Learning about different types of muscle contractions has really changed how I train.
The eccentric contraction (muscle activation while lengthening) has possibly been the most useful and mind-opening. Most of us, when doing a bench press for example, think about dropping the barbell back down quickly so we can prep for the next rep.
Studies have shown that focusing on the eccentric contraction (in this case, it would be that downward motion of the barbell back towards our sternum),not only improves our strength drastically, but it is also extremely helpful in building strength in a wider range of motion.

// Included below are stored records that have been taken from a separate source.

//! Error types for svcwrap.

use thiserror::Error;

/// Result type alias for supervisor operations.
pub type ServiceResult<T> = std::result::Result<T, ServiceError>;

/// Error type shared by all svcwrap crates.
///
/// Each variant carries enough context to identify the service or process
/// the failure belongs to. Benign races (signalling an already-exited
/// process) are handled at the call site and never surface as errors.
#[derive(Debug, Error)]
pub enum ServiceError {
    /// The backend could not launch the executable.
    #[error("spawn failed: {name} - {reason}")]
    SpawnFailed { name: String, reason: String },

    /// Signal delivery failed for a reason other than a benign race.
    #[error("signal delivery failed: pid {pid} - {reason}")]
    SignalFailed { pid: u32, reason: String },

    /// A signal specification could not be parsed.
    #[error("invalid signal: {0}")]
    InvalidSignal(String),

    /// Log sink or tail I/O failure.
    #[error("log I/O error: {path} - {reason}")]
    LogIo { path: String, reason: String },

    /// Invalid configuration detected past the inert-state policy.
    #[error("configuration error: {0}")]
    Configuration(String),

    /// I/O error (wraps std::io::Error).
    #[error("I/O error: {0}")]
    Io(#[from] std::io::Error),
}

impl ServiceError {
    /// Creates a SpawnFailed error.
    pub fn spawn_failed(name: impl Into<String>, reason: impl Into<String>) -> Self {
        Self::SpawnFailed {
            name: name.into(),
            reason: reason.into(),
        }
    }

    /// Creates a SignalFailed error.
    pub fn signal_failed(pid: u32, reason: impl Into<String>) -> Self {
        Self::SignalFailed {
            pid,
            reason: reason.into(),
        }
    }

    /// Creates an InvalidSignal error.
    pub fn invalid_signal(spec: impl Into<String>) -> Self {
        Self::InvalidSignal(spec.into())
    }

    /// Creates a LogIo error.
    pub fn log_io(path: impl Into<String>, reason: impl Into<String>) -> Self {
        Self::LogIo {
            path: path.into(),
            reason: reason.into(),
        }
    }

    /// Creates a Configuration error.
    pub fn configuration(message: impl Into<String>) -> Self {
        Self::Configuration(message.into())
    }
}
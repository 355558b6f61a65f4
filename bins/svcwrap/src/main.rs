use std::path::PathBuf;

use anyhow::{Context, Result};
use clap::Parser;
use tracing::info;

use svcwrap_service::{LogFileSpec, RetryTtl, Service, ServiceOptions};

/// Supervise a single executable: capture its output, tail the log, and
/// tear it down cleanly on SIGINT/SIGTERM.
#[derive(Parser, Debug)]
#[command(author, version, about, long_about = None)]
struct Args {
    /// YAML file with service options
    #[arg(short, long, value_name = "FILE")]
    config: Option<PathBuf>,

    /// Display name for the service
    #[arg(short, long)]
    name: Option<String>,

    /// Warm-up wait in milliseconds before the service reports started
    #[arg(long, value_name = "MS")]
    start_wait_ms: Option<u64>,

    /// Capture the child's combined output to this file
    #[arg(long, value_name = "FILE")]
    log_file: Option<PathBuf>,

    /// Live-tail the log file to stdout
    #[arg(long)]
    print: bool,

    /// Idle poll cycles before the tailer gives up (count or "infinite")
    #[arg(long, value_name = "TTL")]
    print_ttl: Option<RetryTtl>,

    /// Working directory for the child process
    #[arg(long, value_name = "DIR")]
    cwd: Option<PathBuf>,

    /// Extra environment variables (KEY=VALUE, repeatable)
    #[arg(long = "env", value_name = "KEY=VALUE")]
    env: Vec<String>,

    /// Enable debug logging
    #[arg(short, long)]
    debug: bool,

    /// The command to supervise, followed by its arguments
    #[arg(trailing_var_arg = true)]
    command: Vec<String>,
}

#[tokio::main]
async fn main() -> Result<()> {
    let args = Args::parse();
    initialize_logging(args.debug);

    let options = build_options(&args)?;
    if options.command.is_none() {
        anyhow::bail!("no command to supervise (pass one on the command line or via --config)");
    }

    let options = options
        .on_start(|| info!("service starting"))
        .on_stop(|| info!("service stopped"))
        .on_restart(|| info!("service restarting"));

    let service = Service::new(options);
    service
        .start()
        .await
        .map_err(|e| anyhow::anyhow!("start failed: {}", e))?;

    wait_for_shutdown_signal().await;

    info!("shutting down supervised service");
    service
        .stop()
        .await
        .map_err(|e| anyhow::anyhow!("stop failed: {}", e))?;

    let status = service.status();
    info!(
        name = %status.name,
        state = %status.state,
        starts = status.start_count,
        "final status"
    );
    Ok(())
}

/// Merge the optional config file with command-line overrides.
fn build_options(args: &Args) -> Result<ServiceOptions> {
    let mut options = match &args.config {
        Some(path) => {
            let contents = std::fs::read_to_string(path)
                .with_context(|| format!("failed to read config file {}", path.display()))?;
            serde_yaml::from_str(&contents)
                .with_context(|| format!("failed to parse config file {}", path.display()))?
        }
        None => ServiceOptions::default(),
    };

    if !args.command.is_empty() {
        options.command = Some(args.command[0].clone());
        options.args = args.command[1..].to_vec();
    }
    if let Some(name) = &args.name {
        options.name = Some(name.clone());
    }
    if let Some(ms) = args.start_wait_ms {
        options.start_wait_ms = ms;
    }
    if let Some(dir) = &args.cwd {
        options.working_directory = Some(dir.clone());
    }
    for pair in &args.env {
        let (key, value) = pair
            .split_once('=')
            .with_context(|| format!("invalid --env {:?} (expected KEY=VALUE)", pair))?;
        options
            .environment
            .insert(key.to_string(), value.to_string());
    }
    if let Some(path) = &args.log_file {
        options.log_file = Some(LogFileSpec::Detailed {
            path: path.clone(),
            print: args.print.then_some(true),
            print_ttl: args.print_ttl,
        });
    }

    Ok(options)
}

fn initialize_logging(debug: bool) {
    let level = if debug { "debug" } else { "info" };

    tracing_subscriber::fmt()
        .with_env_filter(
            tracing_subscriber::EnvFilter::try_from_default_env()
                .unwrap_or_else(|_| tracing_subscriber::EnvFilter::new(level)),
        )
        .with_target(false)
        .init();
}

async fn wait_for_shutdown_signal() {
    use tokio::signal;

    #[cfg(unix)]
    {
        let mut sigterm = signal::unix::signal(signal::unix::SignalKind::terminate())
            .expect("failed to install SIGTERM handler");
        let mut sigint = signal::unix::signal(signal::unix::SignalKind::interrupt())
            .expect("failed to install SIGINT handler");

        tokio::select! {
            _ = sigterm.recv() => {
                info!("received SIGTERM");
            }
            _ = sigint.recv() => {
                info!("received SIGINT");
            }
        }
    }

    #[cfg(not(unix))]
    {
        let _ = signal::ctrl_c().await;
        info!("received Ctrl+C");
    }
}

When doing a squat, a bench press, bicep curls, think about the motion that brings you back to what is commonly known as the “starting point”… and try to slow that motion down. We often get shaky during those last few inches and it is often those last few inches where we are most prone to injury as we lengthen a muscle. You will be surprised to find out that you get worn out after fewer reps.
Try knocking the weight down to 50-60% of your normal heavy weight and instead of 12 reps, do 8 nice and slow, focusing on that eccentric contraction.
This is applicable to pushups, pullups and other bodyweight exercises too, so you do not have to have equipment to notice the same benefits. Mixing this type of contraction and pacing with other variations will help with injury prevention and overall conditioning.